Thanks for the replies. My husband was on the site asking for info on breeders. But he has mentioned he wants to do schutzhund with the dog but I am not comfortable with with him doing any of the bitework since we have small kids and alot of their friends over all the time. I just dont want the dog to have any inclination of biting people in his head! I just want to replace the GS we had! 

Anyway, I had my husband set up an account for me because I want to be involved in picking this dog and i dont want a land shark! He thinks he is funny with my name steelhead because he says I have a hard head. He also has been posting in my account and answering my PMs! I need to figure out how to change the password! I am not real computer savy.

Angela


----------



## onyx'girl (May 18, 2007)

Angela, a dog who trains in ScH is usually more stable than a dog with no training. The obedience is very important, the bitework is just a part of that, and good training will not have the dog bite if they cannot be obedient. 
You may want to visit a couple few clubs with your husband and meet the people and dogs so you can see they are well adjusted and not a threat. Most of us that train in the sport have dogs that are our family companions and are very safe around children and guests that come into our homes. 
The dogs I have that aren't training in the sport are the ones I have to manage around others, because their temperaments aren't cut out for SchH and they are unpredictable around strangers.


----------



## Steelhead (Nov 24, 2011)

onyx'girl said:


> Angela, a dog who trains in ScH is usually more stable than a dog with no training. The obedience is very important, the bitework is just a part of that, and good training will not have the dog bite if they cannot be obedient.
> You may want to visit a couple few clubs with your husband and meet the people and dogs so you can see they are well adjusted and not a threat. Most of us that train in the sport have dogs that are our family companions and are very safe around children and guests that come into our homes.
> The dogs I have that aren't training in the sport are the ones I have to manage around others, because their temperaments aren't cut out for SchH and they are unpredictable around strangers.

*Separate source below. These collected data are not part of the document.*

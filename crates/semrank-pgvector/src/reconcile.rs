//! Startup schema reconciliation for the `entity_embeddings` table.
//!
//! [`SchemaReconciler::run`] brings the live database into line with the
//! declared catalog: it installs and verifies the pgvector extension, creates
//! the table and its indexes when missing, adds columns a pre-existing table
//! lacks, and checks the stored vector dimension against the configured one.
//! Every step is independently idempotent, so the routine is safe to re-run
//! on every process start, including against a partially-migrated or
//! hand-edited database.
//!
//! Only two failures abort the run: a missing or non-functional vector
//! extension, and a failed initial table creation; nothing downstream can
//! produce a correct result without either. Everything else degrades
//! gracefully: per-column and per-index failures are logged and collected
//! into the returned [`ReconcileReport`], and the run continues.

use std::fmt;

use semrank_core::SemRankError;
use sqlx::PgPool;
use tracing::{debug, error, info, warn};

use crate::catalog;
use crate::inspect;

// ---------------------------------------------------------------------------
// Configuration
// ---------------------------------------------------------------------------

/// Configuration for the pgvector schema and store.
#[derive(Debug, Clone)]
pub struct PgSchemaConfig {
    /// Name of the embeddings table. May be schema-qualified.
    pub table_name: String,
    /// Embedding dimension the schema is expected to hold.
    pub expected_dimensions: u32,
    /// When the live vector column's dimension disagrees with
    /// `expected_dimensions`, drop and recreate the table. Destructive
    /// (every stored embedding is lost) and therefore off by default.
    pub auto_reset_on_dimension_change: bool,
}

impl PgSchemaConfig {
    pub const DEFAULT_DIMENSIONS: u32 = 4096;

    /// Create a configuration for the default `entity_embeddings` table.
    ///
    /// # Panics
    ///
    /// Panics if `expected_dimensions` is zero.
    pub fn new(expected_dimensions: u32) -> Self {
        assert!(expected_dimensions > 0, "expected_dimensions must be > 0");
        Self {
            table_name: catalog::TABLE_NAME.to_string(),
            expected_dimensions,
            auto_reset_on_dimension_change: false,
        }
    }

    /// Use a custom table name.
    ///
    /// # Panics
    ///
    /// Panics if `table_name` is empty.
    pub fn with_table(mut self, table_name: impl Into<String>) -> Self {
        let table_name = table_name.into();
        assert!(!table_name.is_empty(), "table_name must not be empty");
        self.table_name = table_name;
        self
    }

    /// Opt in to the destructive drop-and-recreate on dimension mismatch.
    pub fn with_auto_reset(mut self, auto_reset: bool) -> Self {
        self.auto_reset_on_dimension_change = auto_reset;
        self
    }
}

impl Default for PgSchemaConfig {
    fn default() -> Self {
        Self::new(Self::DEFAULT_DIMENSIONS)
    }
}

/// Validate that a table name is safe to interpolate into SQL.
///
/// Allows alphanumeric ASCII characters, underscores, and dots (for
/// schema-qualified names like `analytics.entity_embeddings`).
pub(crate) fn validate_table_name(name: &str) -> Result<(), SemRankError> {
    if name.is_empty() {
        return Err(SemRankError::Config("table name must not be empty".to_string()));
    }
    if !name
        .chars()
        .all(|c| c.is_ascii_alphanumeric() || c == '_' || c == '.')
    {
        return Err(SemRankError::Config(format!(
            "invalid table name '{name}': only alphanumeric, underscore, and dot characters are allowed",
        )));
    }
    Ok(())
}

// ---------------------------------------------------------------------------
// ReconcileReport
// ---------------------------------------------------------------------------

/// One recoverable problem encountered during reconciliation.
#[derive(Debug, Clone, PartialEq, Eq)]
pub struct ReconcileIssue {
    /// The column, index, or extension the issue concerns.
    pub subject: String,
    pub detail: String,
}

impl fmt::Display for ReconcileIssue {
    fn fmt(&self, f: &mut fmt::Formatter<'_>) -> fmt::Result {
        write!(f, "{}: {}", self.subject, self.detail)
    }
}

/// Outcome of a reconciliation run that reached its terminal state.
///
/// Collects every recoverable problem the run logged and skipped. The caller
/// decides what to do with a dirty report; the routine itself never turns a
/// recoverable problem into a startup failure.
#[derive(Debug, Default)]
pub struct ReconcileReport {
    issues: Vec<ReconcileIssue>,
}

impl ReconcileReport {
    pub fn is_clean(&self) -> bool {
        self.issues.is_empty()
    }

    pub fn issues(&self) -> &[ReconcileIssue] {
        &self.issues
    }

    fn record(&mut self, subject: impl Into<String>, detail: impl Into<String>) {
        let issue = ReconcileIssue {
            subject: subject.into(),
            detail: detail.into(),
        };
        warn!(subject = %issue.subject, detail = %issue.detail, "schema reconciliation issue");
        self.issues.push(issue);
    }
}

// ---------------------------------------------------------------------------
// SchemaReconciler
// ---------------------------------------------------------------------------

/// One-shot schema reconciliation routine.
///
/// Construct once at startup and call [`run`](Self::run) before the owning
/// service accepts any request that touches the embeddings table.
pub struct SchemaReconciler {
    pool: PgPool,
    config: PgSchemaConfig,
}

impl SchemaReconciler {
    pub fn new(pool: PgPool, config: PgSchemaConfig) -> Self {
        Self { pool, config }
    }

    /// Run the full reconciliation pass.
    ///
    /// Returns `Err` only when the vector extension cannot be installed or
    /// verified, or when the table had to be created and creation failed.
    /// A reasonable caller logs such an error loudly and starts anyway,
    /// since an absent table is repaired on the next start, but a missing
    /// vector capability is a correctness risk worth surfacing. All other problems
    /// are collected into the returned [`ReconcileReport`].
    pub async fn run(&self) -> Result<ReconcileReport, SemRankError> {
        validate_table_name(&self.config.table_name)?;
        let mut report = ReconcileReport::default();

        self.ensure_extension().await?;

        let table = &self.config.table_name;
        let exists = inspect::table_exists(&self.pool, table)
            .await
            .map_err(|e| {
                SemRankError::Schema(format!("could not determine whether {table} exists: {e}"))
            })?;

        if exists {
            debug!(table = %table, "table present, reconciling columns");
            self.reconcile_columns(&mut report).await;
            self.reconcile_dimensions(&mut report).await?;
        } else {
            info!(table = %table, "table missing, creating");
            self.create_table(&mut report).await?;
        }

        self.recheck_extension(&mut report).await;
        Ok(report)
    }

    /// Install the pgvector extension and verify it actually works.
    ///
    /// The literal probe catches installs that register the extension but
    /// cannot parse vector values (broken shared library, version skew).
    async fn ensure_extension(&self) -> Result<(), SemRankError> {
        sqlx::query("CREATE EXTENSION IF NOT EXISTS vector")
            .execute(&self.pool)
            .await
            .map_err(|e| {
                SemRankError::Extension(format!("failed to install vector extension: {e}"))
            })?;

        sqlx::query("SELECT '[1,2,3]'::vector")
            .execute(&self.pool)
            .await
            .map_err(|e| {
                SemRankError::Extension(format!("vector literal probe failed: {e}"))
            })?;

        debug!("vector extension installed and functional");
        Ok(())
    }

    /// Create the table from the catalog and build its indexes.
    async fn create_table(&self, report: &mut ReconcileReport) -> Result<(), SemRankError> {
        let table = &self.config.table_name;
        let dimensions = self.config.expected_dimensions;

        let sql = catalog::create_table_sql(table, dimensions);
        sqlx::query(&sql).execute(&self.pool).await.map_err(|e| {
            SemRankError::Schema(format!("failed to create table {table}: {e}"))
        })?;
        info!(table = %table, dimensions, "created embeddings table");

        self.build_indexes(report).await;
        Ok(())
    }

    /// Add any catalog column absent from the live table.
    ///
    /// Columns are handled independently: a failure on one is recorded and
    /// the pass moves on to the next. Existing columns are never modified,
    /// even when their live type disagrees with the catalog.
    async fn reconcile_columns(&self, report: &mut ReconcileReport) {
        let table = &self.config.table_name;
        let dimensions = self.config.expected_dimensions;

        for spec in catalog::reconciled_columns() {
            match inspect::column_exists(&self.pool, table, spec.name).await {
                Ok(true) => {}
                Ok(false) => {
                    let sql = catalog::add_column_sql(table, spec, dimensions);
                    match sqlx::query(&sql).execute(&self.pool).await {
                        Ok(_) => {
                            info!(table = %table, column = spec.name, "added missing column");
                        }
                        Err(e) => {
                            report.record(spec.name, format!("failed to add column: {e}"));
                        }
                    }
                }
                Err(e) => {
                    report.record(spec.name, format!("column existence check failed: {e}"));
                }
            }
        }
    }

    /// Compare the live vector dimension against the configured one.
    ///
    /// A mismatch is either repaired destructively (opt-in) or recorded as a
    /// diagnostic for manual migration. An undetectable dimension is logged
    /// and left alone.
    async fn reconcile_dimensions(&self, report: &mut ReconcileReport) -> Result<(), SemRankError> {
        let table = &self.config.table_name;
        let expected = self.config.expected_dimensions;

        let live = match inspect::vector_dimension(&self.pool, table, catalog::EMBEDDING_COLUMN).await
        {
            Ok(live) => live,
            Err(e) => {
                report.record(
                    catalog::EMBEDDING_COLUMN,
                    format!("dimension introspection failed: {e}"),
                );
                return Ok(());
            }
        };

        let Some(live) = live else {
            debug!(table = %table, "vector dimension undetectable, leaving column as-is");
            return Ok(());
        };

        if live == expected {
            debug!(table = %table, dimensions = live, "vector dimension matches configuration");
            return Ok(());
        }

        if self.config.auto_reset_on_dimension_change {
            error!(
                table = %table,
                live,
                expected,
                "embedding dimension changed; dropping and recreating table, \
                 ALL STORED EMBEDDINGS WILL BE LOST"
            );
            let drop_sql = format!("DROP TABLE {table}");
            if let Err(e) = sqlx::query(&drop_sql).execute(&self.pool).await {
                report.record(
                    table.clone(),
                    format!("failed to drop table for dimension reset: {e}"),
                );
                return Ok(());
            }
            // The table is gone; from here creation failure is as fatal as
            // on a fresh database.
            self.create_table(report).await?;
        } else {
            report.record(
                catalog::EMBEDDING_COLUMN,
                format!(
                    "declared vector dimension is {live} but {expected} is configured; \
                     migrate manually (ALTER TABLE {table} ALTER COLUMN embedding \
                     TYPE vector({expected})) or enable auto_reset_on_dimension_change \
                     to drop and recreate the table",
                ),
            );
        }
        Ok(())
    }

    /// Create every catalog index, each independently.
    async fn build_indexes(&self, report: &mut ReconcileReport) {
        let table = &self.config.table_name;
        for index in catalog::INDEXES {
            let sql = index.create_sql(table);
            if let Err(e) = sqlx::query(&sql).execute(&self.pool).await {
                report.record(index.name(table), format!("index creation failed: {e}"));
            }
        }
        debug!(table = %table, "index build pass complete");
    }

    /// Final observational check that the extension is still reported
    /// installed. Never alters control flow.
    async fn recheck_extension(&self, report: &mut ReconcileReport) {
        match inspect::extension_installed(&self.pool).await {
            Ok(true) => debug!("vector extension present after reconciliation"),
            Ok(false) => {
                report.record("vector", "extension not reported installed after reconciliation");
            }
            Err(e) => {
                report.record("vector", format!("extension re-check failed: {e}"));
            }
        }
    }
}

#[cfg(test)]
mod tests {
    use super::*;

    #[test]
    fn config_defaults() {
        let config = PgSchemaConfig::default();
        assert_eq!(config.table_name, "entity_embeddings");
        assert_eq!(config.expected_dimensions, 4096);
        assert!(!config.auto_reset_on_dimension_change);
    }

    #[test]
    fn config_builders() {
        let config = PgSchemaConfig::new(1536)
            .with_table("analytics.entity_embeddings")
            .with_auto_reset(true);
        assert_eq!(config.table_name, "analytics.entity_embeddings");
        assert_eq!(config.expected_dimensions, 1536);
        assert!(config.auto_reset_on_dimension_change);
    }

    #[test]
    #[should_panic(expected = "expected_dimensions must be > 0")]
    fn config_rejects_zero_dimensions() {
        PgSchemaConfig::new(0);
    }

    #[test]
    #[should_panic(expected = "table_name must not be empty")]
    fn config_rejects_empty_table_name() {
        PgSchemaConfig::default().with_table("");
    }

    #[test]
    fn validate_table_name_accepts_valid_names() {
        assert!(validate_table_name("entity_embeddings").is_ok());
        assert!(validate_table_name("analytics.entity_embeddings").is_ok());
        assert!(validate_table_name("t2").is_ok());
    }

    #[test]
    fn validate_table_name_rejects_sql_injection() {
        assert!(validate_table_name("embeddings; DROP TABLE users").is_err());
        assert!(validate_table_name("embeddings--comment").is_err());
        assert!(validate_table_name("embeddings'quoted").is_err());
        assert!(validate_table_name("").is_err());
    }

    #[test]
    fn report_collects_issues() {
        let mut report = ReconcileReport::default();
        assert!(report.is_clean());

        report.record("updated_at", "failed to add column: boom");
        assert!(!report.is_clean());
        assert_eq!(report.issues().len(), 1);
        assert_eq!(
            report.issues()[0].to_string(),
            "updated_at: failed to add column: boom",
        );
    }
}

Hi Jane - I understand what you are saying and have gone to a few schutzhund club training events and I agree the dogs are stable and I encourage him to do tracking and obedience but I am having a hard time with the bitework. In talking to some trainers if you plan to do schutzhund you cant discourage biting or mouthing people in the dog as a puppy. Also, my husband is not an experienced schutzhund trainer and I dont want HIM making a mistake in training or not doing it right and having that lead to a biting dog.

Angela


----------



## onyx'girl (May 18, 2007)

Unless your dog is very civil there should be no problem with the protection work. A stable nerved dog will know the difference and not be threatened or turned "on" by children or your company. It is situational when doing protection work. If you get a dog with a poor temperament then it will be a liability whether it is training in bitework or not. 
I trust my SchH dog 100% around anyone and everyone. 
The exception is my SchH helper, my dog is always keeping his eye on him, but respects him and won't bite unless he is threatened! He can follow us while we track or stand next to us when we chat, but my dog is always on guard when the helper is in his bubble.

The breeder you choose should be breeding dogs of stable temperament regardless of the training you do, I wish you luck in your search!


----------



## Dainerra (Nov 14, 2003)

I think she is worried about the "landshark" phase and not being able to correct the puppy from chewing on people until he LEARNS the correct time to bite.

Steelhead, instead of "correcting" the pup for biting, I believe what they recommend is giving the pup a toy to chew, redirecting him to a more appropriate outlet. It actually works better than corrections anyway which can actually ramp up an excited drivey pup


----------



## vomlittlehaus (Aug 24, 2010)

Angela, welcome to the forum. Sign up for your own account and let your husband keep the steelhead one! That will teach him. Chuck is a nice person and breeds great dogs. You will not go wrong with getting a pup from him. Check with him on keeping the pup a month longer. Get the pup at 12 weeks instead of 8 wks. Biting inhibition happens naturally the longer they are with their litter mates. Find out if that is an option for you.


----------



## NarysDad (Apr 29, 2010)

Angela you and your family are always welcome to come out on a Saturday or Sunday to meet my dogs, but only by appointment please. This will give you a better idea as to what I have here and breed. I do have other litters planned for this spring that may fit you better otherwise there are many good breeders out in the Chicago area too.


----------



## Freestep (May 1, 2011)

Steelhead said:


> In talking to some trainers if you plan to do schutzhund you cant discourage biting or mouthing people in the dog as a puppy.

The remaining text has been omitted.